I pulled into a parking space in front of the antique store. Mom had asked for an hour to browse around, and I had gone shopping in the interim. You know how most travelers like to buy nonperishables to document their adventure? They return with a big, floppy hat that seemed like a good idea at the time or some article of clothing that has a geographical location embroidered across their chest. My personal favorite is the cutesy collection of signs made out of seashells and sold for prices that would have made the fiddler crabs who vacated their homes wealthy nomads by anyone’s standards. But I don’t fall into any of those tourist traps personally. Sure, I buy some of those items for my friends or family, but when it comes to my own remembrance, give me food. Oil, vinegar, honey, jelly, if you can spread it on a cracker or pour it on a salad, it’s going home with me. So as I walked into the antique store to collect Mom, I was mentally calculating how many jars of fig preserves and blackberry jam I could cram into the toes of my boots to conserve space in my tightly packed suitcase.

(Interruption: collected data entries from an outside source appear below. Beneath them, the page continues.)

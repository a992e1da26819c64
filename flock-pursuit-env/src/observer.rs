//! Sector observers.
use crate::{geometry, PursuitEnvConfig, SectorObserverConfig, State};
use flock_core::{error::FlockError, BoxedObserver, Observation, Observer, StateIndexCodec};
use std::f64::consts::TAU;

/// Reading of a sector with no bird in sight.
pub const EMPTY: u32 = 0;

/// Reading of a sector with at least one evader and no pursuer.
pub const EVADER: u32 = 1;

/// Reading of a sector with the pursuer in it.
pub const PURSUER: u32 = 2;

/// Largest sector reading.
pub const MAX_READING: u32 = PURSUER;

/// Splits the circle around one bird into equal sectors and reports who is in each.
///
/// Sector `k` covers the angles `[k * 2π / n, (k + 1) * 2π / n)`, measured
/// counterclockwise from the bird's heading if the observer is directed and from
/// the arena x-axis otherwise. Neighbors are located through the periodic
/// boundary by their nearest image. Birds farther than the vision range are
/// not seen.
#[derive(Debug, Clone, PartialEq)]
pub struct SectorObserver {
    agent: usize,
    n_sectors: usize,
    directed: bool,
    vision_range: Option<f64>,
    arena_size: f64,
}

impl SectorObserver {
    /// Directed observer of `agent` with unlimited vision.
    pub fn new(agent: usize, n_sectors: usize, arena_size: f64) -> Self {
        Self {
            agent,
            n_sectors,
            directed: true,
            vision_range: None,
            arena_size,
        }
    }

    /// Sets whether sectors follow the heading.
    pub fn directed(mut self, v: bool) -> Self {
        self.directed = v;
        self
    }

    /// Sets the vision range, unlimited if `None`.
    pub fn vision_range(mut self, v: Option<f64>) -> Self {
        self.vision_range = v;
        self
    }

    /// Observed bird.
    pub fn agent(&self) -> usize {
        self.agent
    }

    /// Sector containing a direction given in radians.
    fn sector_of(&self, angle: f64) -> usize {
        let width = TAU / self.n_sectors as f64;
        let k = (angle.rem_euclid(TAU) / width) as usize;
        k.min(self.n_sectors - 1)
    }
}

impl Observer<State> for SectorObserver {
    fn observe(&self, state: &State) -> Observation {
        let mut obs = Observation::new(self.n_sectors);
        let me = match state.birds.get(self.agent) {
            Some(b) if self.n_sectors > 0 => b,
            _ => return obs,
        };

        for (i, other) in state.birds.iter().enumerate() {
            if i == self.agent {
                continue;
            }
            let (dx, dy) = geometry::displacement(me, other, self.arena_size);
            if let Some(range) = self.vision_range {
                if dx.hypot(dy) > range {
                    continue;
                }
            }
            let mut angle = dy.atan2(dx);
            if self.directed {
                angle -= me.heading;
            }
            let sector = self.sector_of(angle);
            let reading = if i == 0 { PURSUER } else { EVADER };
            if obs.get(sector).unwrap_or(EMPTY) < reading {
                obs.set(sector, reading);
            }
        }

        obs
    }
}

/// Codec matching the observers built from `config`.
pub fn sector_codec(config: &SectorObserverConfig) -> Result<StateIndexCodec, FlockError> {
    StateIndexCodec::new(config.n_sectors, MAX_READING)
}

/// One observer per bird: the pursuer and the evaders get their own vision range.
pub fn sector_observers(
    env_config: &PursuitEnvConfig,
    config: &SectorObserverConfig,
) -> Vec<BoxedObserver<State>> {
    (0..env_config.n_birds)
        .map(|agent| -> BoxedObserver<State> {
            let range = if agent == 0 {
                config.pursuer_vision_range
            } else {
                config.evader_vision_range
            };
            Box::new(
                SectorObserver::new(agent, config.n_sectors, env_config.arena_size)
                    .directed(config.directed)
                    .vision_range(range),
            )
        })
        .collect()
}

“Hey, hon.” The greeting was traditional, but the look on her face made me stop. She was half a facial tic away from full blown panic.

“What’s wrong?”

“I can’t find my purse. I know I brought it in here, but I must have laid it down somewhere . . .” As she spoke, her eyes probed the area and looked for clues.

“Well, it shouldn’t be too hard to find.” The handbag that had gone AWOL was mustard yellow with red roses and spacious enough to accommodate a family of squirrels. I took a couple of steps away to begin the search, but Mom pointed me across the hall.

“I was mostly in there.”

I followed and immediately understood the dilemma. The first room had a layout that afforded patrons an unhindered view of furniture pieces for sale. The second room focused on small items stacked on every available shelf, and all surfaces boasted of knickknacks, vintage clothing, or fabrics. Customers needed to walk with their purses directly in front of them to prevent inadvertently purchasing an item, and amongst such an array of color, even Mom’s purse would be camouflaged. The room could have easily been a finalist for that hoarding show on TLC, but as the daughter of an antique enthusiast, I knew this was Nirvana for my mom.

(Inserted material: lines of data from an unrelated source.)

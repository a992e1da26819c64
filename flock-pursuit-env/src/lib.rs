#![warn(missing_docs)]
//! Pursuit-evasion arena for [`flock_core`].
//!
//! [`PursuitEnv`] moves birds on a periodic square arena where bird `0` chases
//! the others. [`SectorObserver`] turns the positions around a bird into an
//! [`Observation`](flock_core::Observation) of sector readings, so that the
//! flock can be trained with [`Trainer`](flock_core::Trainer).
//!
//! ```no_run
//! # use anyhow::Result;
//! use flock_core::{record::NullRecorder, Env, Trainer, TrainerConfig};
//! use flock_pursuit_env::{
//!     sector_codec, sector_observers, PursuitEnv, PursuitEnvConfig, SectorObserverConfig,
//! };
//!
//! # fn main() -> Result<()> {
//! let env_config = PursuitEnvConfig::default().n_birds(10);
//! let obs_config = SectorObserverConfig::default();
//! let mut env = PursuitEnv::build(&env_config, 42)?;
//! let mut trainer = Trainer::<PursuitEnv>::build(
//!     TrainerConfig::default(),
//!     sector_codec(&obs_config)?,
//!     sector_observers(&env_config, &obs_config),
//! )?;
//! trainer.train(&mut env, &mut NullRecorder::new())?;
//! # Ok(())
//! # }
//! ```
mod config;
mod env;
mod geometry;
mod observer;
mod state;
pub use config::{PursuitEnvConfig, SectorObserverConfig};
pub use env::PursuitEnv;
pub use observer::{
    sector_codec, sector_observers, SectorObserver, EMPTY, EVADER, MAX_READING, PURSUER,
};
pub use state::{Bird, State};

“Ok, Mom. Try to retrace your steps, and I’ll just wade around over here with a sharp eye.”

We divided in order to conquer, and the shopkeeper joined the search. After ten minutes of digging with no harvest, my mom voiced her fear. “Wasn’t there another woman in here while I was looking?”

The store owner waved her hand to dismiss Mom’s concern. “Sure, but you don’t need to worry about that. This is Maine. That kind of thing doesn’t happen in Maine.”

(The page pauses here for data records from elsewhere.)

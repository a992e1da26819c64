#![warn(missing_docs)]
//! Tabular actor-critic learning for pursuit-evasion flocks.
//!
//! A flock of birds interacts in an environment implementing [`Env`]. Bird `0`
//! is the pursuer and the others are evaders. Each bird perceives the world
//! through its own [`Observer`], whose discretized [`Observation`] is encoded
//! by a [`StateIndexCodec`] into a [`StateIndex`]. That index addresses the
//! bird's row of the [`ValueTable`] (critic) and of the [`BoltzmannPolicy`]
//! (actor). The [`Trainer`] runs episodes and updates both tables from the TD
//! error, with a [`TrainingSignal`] deciding which side of the chase learns.
pub mod error;
pub mod record;

mod base;
pub use base::{Action, Env, Observer, Step};

mod codec;
pub use codec::{Observation, StateIndex, StateIndexCodec};

mod value;
pub use value::ValueTable;

mod policy;
pub use policy::{softmax, BoltzmannPolicy, Row};

mod signal;
pub use signal::{ActiveLearner, TrainingSignal};

mod trainer;
pub use trainer::{BoxedObserver, Trainer, TrainerConfig, UpdateMode};

pub use error::FlockError;
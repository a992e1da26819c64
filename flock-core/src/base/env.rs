//! Environment.
use super::{Action, Step};
use anyhow::Result;

/// Represents the pursuit-evasion environment shared by all birds.
///
/// The environment owns no learning state. The trainer owns exactly one current
/// [`Env::State`] and replaces it with the value returned by [`Env::dynamics`]
/// at every step.
pub trait Env {
    /// Configurations.
    type Config: Clone;

    /// Full state of the world, positions and headings of every bird for example.
    type State: Clone;

    /// Builds an environment with a given random seed.
    fn build(config: &Self::Config, seed: i64) -> Result<Self>
    where
        Self: Sized;

    /// Number of birds. Bird `0` is the pursuer, the others are evaders.
    fn n_agents(&self) -> usize;

    /// Returns the state at the start of an episode.
    fn reset(&mut self) -> Result<Self::State>;

    /// One-step dynamics: applies the joint action, one entry per bird, to `state`.
    fn dynamics(&mut self, actions: &[Action], state: &Self::State) -> Result<Self::State>;

    /// Rewards of all birds in `state` and whether the episode terminated there.
    ///
    /// `episode_length` is the maximum number of steps in an episode, which
    /// environments may use to scale per-step rewards.
    fn reward(&mut self, state: &Self::State, episode_length: usize) -> Result<Step>;
}
//! Observer.
use crate::Observation;

/// Perception of one bird.
///
/// An observer is attached to a single bird at construction and turns the full
/// state into that bird's discretized [`Observation`]. Birds may use different
/// observer variants (directed or undirected sectors, different vision ranges).
///
/// Observers are shared between worker threads when the trainer fans out
/// observation across birds, hence the `Send + Sync` bound.
pub trait Observer<S>: Send + Sync {
    /// Observes `state` from the point of view of the attached bird.
    ///
    /// The returned observation must have the length and value bound of the
    /// codec used by the trainer; the codec rejects it otherwise.
    fn observe(&self, state: &S) -> Observation;
}

impl<S, F> Observer<S> for F
where
    F: Fn(&S) -> Observation + Send + Sync,
{
    fn observe(&self, state: &S) -> Observation {
        self(state)
    }
}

This statement hit the pause button on my search. Doesn’t happen in Maine? Could this be true? Was this a place that still trusted strangers, left doors unlocked at night, and didn’t have a shotgun ready in case a crack head tried to break in at 3am? Maybe this was Nirvana.

A moment later the owner emerged from the bathroom with the purse proudly held in front of her like the Wimbledon Cup. “It was hanging behind the door. I thought I remembered you going in there.”

Mom took the bag with shaking hands and released enough captive breath to lower her blood pressure thirty points. “Thank God.” Clutching her wayward charge against her chest, she walked me over to the register. “Look at this bedspread! It’s going to fit my double bed in the blue room perfectly.”

With a sinking heart I regarded her find. The bedspread was bulky and would never fit into the luggage we had brought. I was going to have a devil of a time just getting a few jelly jars into my shoes.

“Mom, we don’t have room to pack this. We could check it as a separate item, but the airline will charge us for another bag. Do you want to do that?”

She slowly shook her head. “I don’t think so.” Her fingers patted the material farewell, and the owner graciously carried it back.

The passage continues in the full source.